After Earth follows a predictable plot - somewhat surprising for an M. Night Shyamalan movie - and makes no attempt at twists or ingenuity. Glimmers of Shyamalan’s penchant for strangeness remain limited to a weird and unexpected take on evolution as our hero’s kindness is repaid by a giant bird that has somehow gained a conscience. The film’s alien rivals are scary enough - their attempts to incite fear being one of the film’s bolder devices - but Kitai’s final showdown is inevitable from the outset.

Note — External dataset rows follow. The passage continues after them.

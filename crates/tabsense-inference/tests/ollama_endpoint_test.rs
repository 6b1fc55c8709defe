//! Integration tests for the Ollama backend against a mock HTTP server.
//!
//! Verifies the wire format of completion and embedding requests, the
//! `LlmUnavailable` classification of transport failures, and the `None`
//! sentinel behavior of the embedding capability.

use tabsense_core::{CompletionBackend, Error, OllamaConfig};
use tabsense_inference::OllamaBackend;
use wiremock::matchers::{body_partial_json, method, path};
use wiremock::{Mock, MockServer, ResponseTemplate};

fn test_config(base_url: String) -> OllamaConfig {
    OllamaConfig {
        base_url,
        generation_model: "test-gen".to_string(),
        embedding_model: Some("test-embed".to_string()),
        generation_timeout_secs: 5,
        embedding_timeout_secs: 5,
    }
}

#[tokio::test]
async fn complete_posts_generate_payload_and_returns_text() {
    let mock_server = MockServer::start().await;

    Mock::given(method("POST"))
        .and(path("/api/generate"))
        .and(body_partial_json(serde_json::json!({
            "model": "test-gen",
            "prompt": "Say hello.",
            "stream": false
        })))
        .respond_with(ResponseTemplate::new(200).set_body_json(serde_json::json!({
            "model": "test-gen",
            "response": "Hello there!",
            "done": true
        })))
        .expect(1)
        .mount(&mock_server)
        .await;

    let backend = OllamaBackend::new(&test_config(mock_server.uri()));
    let text = backend.complete("Say hello.", 0.2).await.unwrap();
    assert_eq!(text, "Hello there!");
}

#[tokio::test]
async fn complete_classifies_http_error_as_unavailable() {
    let mock_server = MockServer::start().await;

    Mock::given(method("POST"))
        .and(path("/api/generate"))
        .respond_with(ResponseTemplate::new(404).set_body_string("model not found"))
        .mount(&mock_server)
        .await;

    let backend = OllamaBackend::new(&test_config(mock_server.uri()));
    let err = backend.complete("hi", 0.2).await.unwrap_err();

    match err {
        Error::LlmUnavailable(detail) => {
            assert!(detail.contains("404"), "detail should name the status: {detail}");
            assert!(detail.contains("model not found"));
        }
        other => panic!("expected LlmUnavailable, got {other:?}"),
    }
}

#[tokio::test]
async fn complete_classifies_unreachable_endpoint_as_unavailable() {
    // Nothing is listening on this port.
    let config = test_config("http://127.0.0.1:9".to_string());
    let backend = OllamaBackend::new(&config);

    let err = backend.complete("hi", 0.2).await.unwrap_err();
    match err {
        Error::LlmUnavailable(detail) => {
            assert!(detail.contains("/api/generate"), "detail should name the endpoint");
        }
        other => panic!("expected LlmUnavailable, got {other:?}"),
    }
}

#[tokio::test]
async fn complete_rejects_empty_response_body() {
    let mock_server = MockServer::start().await;

    Mock::given(method("POST"))
        .and(path("/api/generate"))
        .respond_with(ResponseTemplate::new(200).set_body_json(serde_json::json!({
            "response": "   ",
            "done": true
        })))
        .mount(&mock_server)
        .await;

    let backend = OllamaBackend::new(&test_config(mock_server.uri()));
    let err = backend.complete("hi", 0.2).await.unwrap_err();
    assert!(matches!(err, Error::LlmUnavailable(_)));
}

#[tokio::test]
async fn embed_returns_vectors_on_success() {
    let mock_server = MockServer::start().await;

    Mock::given(method("POST"))
        .and(path("/api/embed"))
        .and(body_partial_json(serde_json::json!({
            "model": "test-embed",
            "input": ["alpha", "beta"]
        })))
        .respond_with(ResponseTemplate::new(200).set_body_json(serde_json::json!({
            "embeddings": [[0.1, 0.2], [0.3, 0.4]]
        })))
        .expect(1)
        .mount(&mock_server)
        .await;

    let backend = OllamaBackend::new(&test_config(mock_server.uri()));
    let vectors = backend
        .embed(&["alpha".to_string(), "beta".to_string()])
        .await
        .unwrap();

    assert_eq!(vectors.len(), 2);
    assert_eq!(vectors[0], vec![0.1, 0.2]);
}

#[tokio::test]
async fn embed_failure_is_sentinel_not_error() {
    let mock_server = MockServer::start().await;

    Mock::given(method("POST"))
        .and(path("/api/embed"))
        .respond_with(ResponseTemplate::new(500).set_body_string("boom"))
        .mount(&mock_server)
        .await;

    let backend = OllamaBackend::new(&test_config(mock_server.uri()));
    assert!(backend.embed(&["alpha".to_string()]).await.is_none());
}

#[tokio::test]
async fn embed_count_mismatch_is_sentinel() {
    let mock_server = MockServer::start().await;

    Mock::given(method("POST"))
        .and(path("/api/embed"))
        .respond_with(ResponseTemplate::new(200).set_body_json(serde_json::json!({
            "embeddings": [[0.1, 0.2]]
        })))
        .mount(&mock_server)
        .await;

    let backend = OllamaBackend::new(&test_config(mock_server.uri()));
    let out = backend
        .embed(&["alpha".to_string(), "beta".to_string()])
        .await;
    assert!(out.is_none());
}

#[tokio::test]
async fn health_check_reports_endpoint_status() {
    let mock_server = MockServer::start().await;

    Mock::given(method("GET"))
        .and(path("/api/tags"))
        .respond_with(ResponseTemplate::new(200).set_body_json(serde_json::json!({"models": []})))
        .mount(&mock_server)
        .await;

    let backend = OllamaBackend::new(&test_config(mock_server.uri()));
    assert!(backend.health_check().await.unwrap());

    let dead = OllamaBackend::new(&test_config("http://127.0.0.1:9".to_string()));
    assert!(!dead.health_check().await.unwrap());
}
#[cfg(test)]
#[path = "../../tests/unit/analysis/plane_test.rs"]
mod plane_test;

use crate::algorithms::som::{Coordinate, PrototypeGrid};
use crate::utils::{Float, GenericResult};

/// A single-dimension slice of all prototypes across the grid.
#[derive(Clone, Debug, PartialEq)]
pub struct ComponentPlane {
    name: String,
    width: usize,
    height: usize,
    values: Vec<Float>,
}

impl ComponentPlane {
    /// Extracts the plane of the given input dimension from the grid.
    pub fn extract(grid: &PrototypeGrid, dimension_index: usize, name: &str) -> GenericResult<Self> {
        if dimension_index >= grid.dimension() {
            return Err(format!(
                "dimension index {dimension_index} is out of range [0, {}) for plane '{name}'",
                grid.dimension()
            )
            .into());
        }

        Ok(Self {
            name: name.to_string(),
            width: grid.width(),
            height: grid.height(),
            values: grid.cells().iter().map(|cell| cell[dimension_index]).collect(),
        })
    }

    /// Returns plane name.
    pub fn name(&self) -> &str {
        self.name.as_str()
    }

    /// Returns plane width.
    pub fn width(&self) -> usize {
        self.width
    }

    /// Returns plane height.
    pub fn height(&self) -> usize {
        self.height
    }

    /// Returns value at given coordinate.
    pub fn get(&self, coordinate: &Coordinate) -> Option<Float> {
        if coordinate.0 < self.width && coordinate.1 < self.height {
            Some(self.values[coordinate.1 * self.width + coordinate.0])
        } else {
            None
        }
    }

    /// Returns plane values flattened in row-major order.
    pub fn flatten(&self) -> &[Float] {
        self.values.as_slice()
    }
}

/// Extracts component planes for every input dimension using given names.
pub fn get_component_planes(grid: &PrototypeGrid, names: &[String]) -> GenericResult<Vec<ComponentPlane>> {
    if names.len() != grid.dimension() {
        return Err(format!("expected {} plane names, got {}", grid.dimension(), names.len()).into());
    }

    names.iter().enumerate().map(|(idx, name)| ComponentPlane::extract(grid, idx, name)).collect()
}
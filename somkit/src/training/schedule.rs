#[cfg(test)]
#[path = "../../tests/unit/training/schedule_test.rs"]
mod schedule_test;

use crate::utils::{Float, GenericResult};

/// Specifies how a hyperparameter moves from its initial to its final value.
#[derive(Clone, Copy, Debug, PartialEq, Eq)]
pub enum DecayKind {
    /// `initial + (final - initial) * progress`.
    Linear,
    /// `initial * (final / initial) ^ progress`.
    Exponential,
}

/// A decay schedule between two values driven by progress in `[0, 1]`.
#[derive(Clone, Copy, Debug)]
pub struct Decay {
    initial: Float,
    last: Float,
    kind: DecayKind,
}

impl Decay {
    /// Creates a new instance of `Decay`. Exponential decay needs both values to be positive.
    pub fn new(initial: Float, last: Float, kind: DecayKind) -> GenericResult<Self> {
        if !initial.is_finite() || !last.is_finite() || initial < 0. || last < 0. {
            return Err(format!("decay bounds must be non-negative numbers, got ({initial}, {last})").into());
        }

        if kind == DecayKind::Exponential && (initial <= 0. || last <= 0.) {
            return Err(format!("exponential decay bounds must be positive, got ({initial}, {last})").into());
        }

        Ok(Self { initial, last, kind })
    }

    /// Returns initial value.
    pub fn initial(&self) -> Float {
        self.initial
    }

    /// Returns final value.
    pub fn last(&self) -> Float {
        self.last
    }

    /// Returns value at given progress, which is clamped to `[0, 1]`.
    pub fn value(&self, progress: Float) -> Float {
        let progress = progress.clamp(0., 1.);

        match self.kind {
            DecayKind::Linear => self.initial + (self.last - self.initial) * progress,
            DecayKind::Exponential => self.initial * (self.last / self.initial).powf(progress),
        }
    }
}
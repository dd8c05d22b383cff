use clap::{Arg, ArgAction, ArgMatches, Command};

pub mod analyze;
pub mod train;

use somkit::dataset::VectorDataset;
use somkit::prelude::InfoLogger;
use somkit_cli::extensions::dataset::read_csv_dataset;
use std::fs::File;
use std::io::BufReader;
use std::path::PathBuf;
use std::str::FromStr;
use std::sync::Arc;

const DATASET_ARG_NAME: &str = "DATASET";
const MODELS_ARG_NAME: &str = "models";
const NAME_ARG_NAME: &str = "name";

fn get_dataset_arg() -> Arg {
    Arg::new(DATASET_ARG_NAME).help("Sets the csv dataset file to use").required(true).index(1)
}

fn get_models_arg() -> Arg {
    Arg::new(MODELS_ARG_NAME)
        .help("Specifies a directory with saved models")
        .short('m')
        .long(MODELS_ARG_NAME)
        .default_value("models")
        .required(false)
}

fn get_name_arg() -> Arg {
    Arg::new(NAME_ARG_NAME)
        .help("Specifies a model name used as a file name")
        .short('n')
        .long(NAME_ARG_NAME)
        .default_value("som")
        .required(false)
}

fn get_flag_arg(name: &'static str, help: &'static str) -> Arg {
    Arg::new(name).help(help).long(name).action(ArgAction::SetTrue).required(false)
}

fn get_required_value<'a>(matches: &'a ArgMatches, arg_name: &str) -> Result<&'a String, String> {
    matches.get_one::<String>(arg_name).ok_or_else(|| format!("argument '{arg_name}' is required"))
}

fn get_models_location(matches: &ArgMatches) -> Result<(PathBuf, String), String> {
    let dir = PathBuf::from(get_required_value(matches, MODELS_ARG_NAME)?);
    let name = get_required_value(matches, NAME_ARG_NAME)?.clone();

    Ok((dir, name))
}

fn open_file(path: &str, description: &str) -> Result<File, String> {
    File::open(path).map_err(|err| format!("cannot open {description} file '{path}': '{err}'"))
}

fn read_dataset(matches: &ArgMatches) -> Result<VectorDataset, String> {
    let path = get_required_value(matches, DATASET_ARG_NAME)?;

    read_csv_dataset(BufReader::new(open_file(path, "dataset")?))
        .map_err(|err| format!("cannot read dataset from '{path}': '{err}'"))
}

fn parse_float_value<T: FromStr<Err = std::num::ParseFloatError>>(
    matches: &ArgMatches,
    arg_name: &str,
    arg_desc: &str,
) -> Result<Option<T>, String> {
    matches
        .get_one::<String>(arg_name)
        .map(|arg| {
            arg.parse::<T>().map_err(|err| format!("cannot get float value, error: '{err}': '{arg_desc}'")).map(Some)
        })
        .unwrap_or(Ok(None))
}

fn parse_int_value<T: FromStr<Err = std::num::ParseIntError>>(
    matches: &ArgMatches,
    arg_name: &str,
    arg_desc: &str,
) -> Result<Option<T>, String> {
    matches
        .get_one::<String>(arg_name)
        .map(|arg| {
            arg.parse::<T>().map_err(|err| format!("cannot get integer value, error: '{err}': '{arg_desc}'")).map(Some)
        })
        .unwrap_or(Ok(None))
}

fn create_logger() -> InfoLogger {
    Arc::new(|msg: &str| println!("{msg}"))
}
#[cfg(test)]
#[path = "../../../tests/unit/algorithms/math/statistics_test.rs"]
mod statistics_test;

use crate::utils::Float;

/// Gets mean of values using given slice.
pub fn get_mean_slice(values: &[Float]) -> Float {
    if values.is_empty() {
        0.
    } else {
        let sum: Float = values.iter().sum();
        sum / values.len() as Float
    }
}

/// Gets mean of values using given iterator.
pub fn get_mean_iter<Iter>(values: Iter) -> Float
where
    Iter: Iterator<Item = Float>,
{
    let (sum, count) = values.fold((0., 0), |(sum, count), item| (sum + item, count + 1));

    if count == 0 { 0. } else { sum / count as Float }
}

/// Returns standard deviation.
pub fn get_stdev(values: &[Float]) -> Float {
    get_variance_mean(values).0.sqrt()
}

/// Returns variance and mean.
pub fn get_variance_mean(values: &[Float]) -> (Float, Float) {
    if values.is_empty() {
        return (0., 0.);
    }

    let mean = get_mean_slice(values);

    let (first, second) = values.iter().fold((0., 0.), |acc, v| {
        let dev = v - mean;
        (acc.0 + dev * dev, acc.1 + dev)
    });

    // NOTE Bessel's correction is not used here
    let variance = (first - (second * second / values.len() as Float)) / (values.len() as Float);

    (variance.max(0.), mean)
}
#[cfg(test)]
#[path = "../../tests/unit/commands/analyze_test.rs"]
mod analyze_test;

use super::*;
use somkit::algorithms::som::{LatticeType, SomModel, get_grid_state};
use somkit::analysis::{ModelStatistics, PlaneDistance, get_component_features};
use somkit::dataset::{Dataset, MinMaxNormalization};
use somkit::persistence::load_model;
use somkit_cli::extensions::analyze::{format_distance_matrix, format_unified_distances};

const METRIC_ARG_NAME: &str = "metric";
const LATTICE_ARG_NAME: &str = "lattice";
const UMATRIX_ARG_NAME: &str = "umatrix";
const NORMALIZE_ARG_NAME: &str = "normalize";

pub fn get_analyze_app() -> Command {
    Command::new("analyze")
        .about("Prints fitting statistics and component plane distances of a trained map")
        .arg(get_dataset_arg())
        .arg(get_models_arg())
        .arg(get_name_arg())
        .arg(
            Arg::new(METRIC_ARG_NAME)
                .help("Specifies a distance between component planes")
                .long(METRIC_ARG_NAME)
                .value_parser(["pearson", "euclidean", "cosine"])
                .default_value("pearson")
                .required(false),
        )
        .arg(
            Arg::new(LATTICE_ARG_NAME)
                .help("Specifies lattice type the model was trained with")
                .short('l')
                .long(LATTICE_ARG_NAME)
                .value_parser(["rect", "rectangular", "hex", "hexagonal"])
                .default_value("rect")
                .required(false),
        )
        .arg(get_flag_arg(NORMALIZE_ARG_NAME, "Scales every dataset dimension into [0, 1] as it was done for training"))
        .arg(get_flag_arg(UMATRIX_ARG_NAME, "Prints unified distances of the map"))
}

pub fn run_analyze(matches: &ArgMatches) -> Result<(), String> {
    let metric = PlaneDistance::try_from(get_required_value(matches, METRIC_ARG_NAME)?.as_str())?;
    let (model, dataset) = get_model_and_dataset(matches)?;

    let logger = create_logger();

    let statistics = ModelStatistics::compute(&model, &dataset).map_err(|err| err.to_string())?;
    (logger)(&format!("{statistics}"));

    let features = get_component_features(&model, dataset.names(), metric).map_err(|err| err.to_string())?;
    (logger)(&format!("component plane distances ({metric}):\n{}", format_distance_matrix(features.as_slice())));

    if matches.get_flag(UMATRIX_ARG_NAME) {
        (logger)(&format!("unified distances:\n{}", format_unified_distances(&get_grid_state(&model))));
    }

    Ok(())
}

/// Loads the saved model and the dataset, prepared the same way as for training.
fn get_model_and_dataset(matches: &ArgMatches) -> Result<(SomModel, VectorDataset), String> {
    let (models_dir, name) = get_models_location(matches)?;
    let lattice = LatticeType::try_from(get_required_value(matches, LATTICE_ARG_NAME)?.as_str())?;

    let mut dataset = read_dataset(matches)?;
    if matches.get_flag(NORMALIZE_ARG_NAME) {
        let normalization = MinMaxNormalization::new(&dataset);
        dataset.normalize(&normalization);
    }

    let model = load_model(models_dir.as_path(), &name, lattice)
        .map_err(|err| format!("cannot load model '{name}': '{err}'"))?
        .ok_or_else(|| format!("model '{name}' is not found in '{}'", models_dir.display()))?;

    if model.dimension() != dataset.dimension() {
        return Err(format!(
            "model '{name}' has dimension {}, dataset has {}",
            model.dimension(),
            dataset.dimension()
        ));
    }

    Ok((model, dataset))
}
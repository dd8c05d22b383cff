use std::hash::{Hash, Hasher};

/// A basic error type which, essentially, a wrapper on String type.
#[derive(Clone, Debug)]
pub struct GenericError(String);

/// A type alias for result type with `GenericError`.
pub type GenericResult<T> = Result<T, GenericError>;

impl GenericError {
    /// Creates an error which reports a dimensionality mismatch between two vectors.
    pub fn dimension_mismatch(expected: usize, actual: usize) -> Self {
        Self(format!("dimension mismatch: expected {expected}, got {actual}"))
    }
}

impl std::fmt::Display for GenericError {
    fn fmt(&self, f: &mut std::fmt::Formatter<'_>) -> std::fmt::Result {
        write!(f, "{}", self.0)
    }
}

impl std::error::Error for GenericError {}

impl From<String> for GenericError {
    fn from(msg: String) -> Self {
        Self(msg)
    }
}

impl<'a> From<&'a str> for GenericError {
    fn from(value: &'a str) -> Self {
        Self(value.to_string())
    }
}

impl From<Box<dyn std::error::Error>> for GenericError {
    fn from(value: Box<dyn std::error::Error>) -> Self {
        Self(value.to_string())
    }
}

impl From<std::io::Error> for GenericError {
    fn from(value: std::io::Error) -> Self {
        Self(value.to_string())
    }
}

impl From<serde_json::Error> for GenericError {
    fn from(value: serde_json::Error) -> Self {
        Self(value.to_string())
    }
}

impl PartialEq<Self> for GenericError {
    fn eq(&self, other: &Self) -> bool {
        self.0.eq(&other.0)
    }
}

impl Eq for GenericError {}

impl Hash for GenericError {
    fn hash<H: Hasher>(&self, state: &mut H) {
        self.0.hash(state);
    }
}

Shyamalan makes a solid attempt at styling a future world. The film’s scenery plays on natural elements - people sleep in hammocks, space ships are styled like stingrays and interiors are made up of giant bones - and the numerous gadgets have an organic, pre-historic edge including motion sensitive apparel and multi-action sabers. Perhaps a refreshing change from the clean, futuristic lines of much recent sci-fi, but this natural styling seems more concerned with the theme of environmental protection than creating a believable and immersive future.

In a more ambitious turn, After Earth tries desperately to grapple with internalised feelings of guilt and blame - Kitai’s mistakes as a child are replayed frequently in the minds of both himself and his father - but as the movie increasingly focusses on its action centred plot this emotional theme doesn’t quite come off.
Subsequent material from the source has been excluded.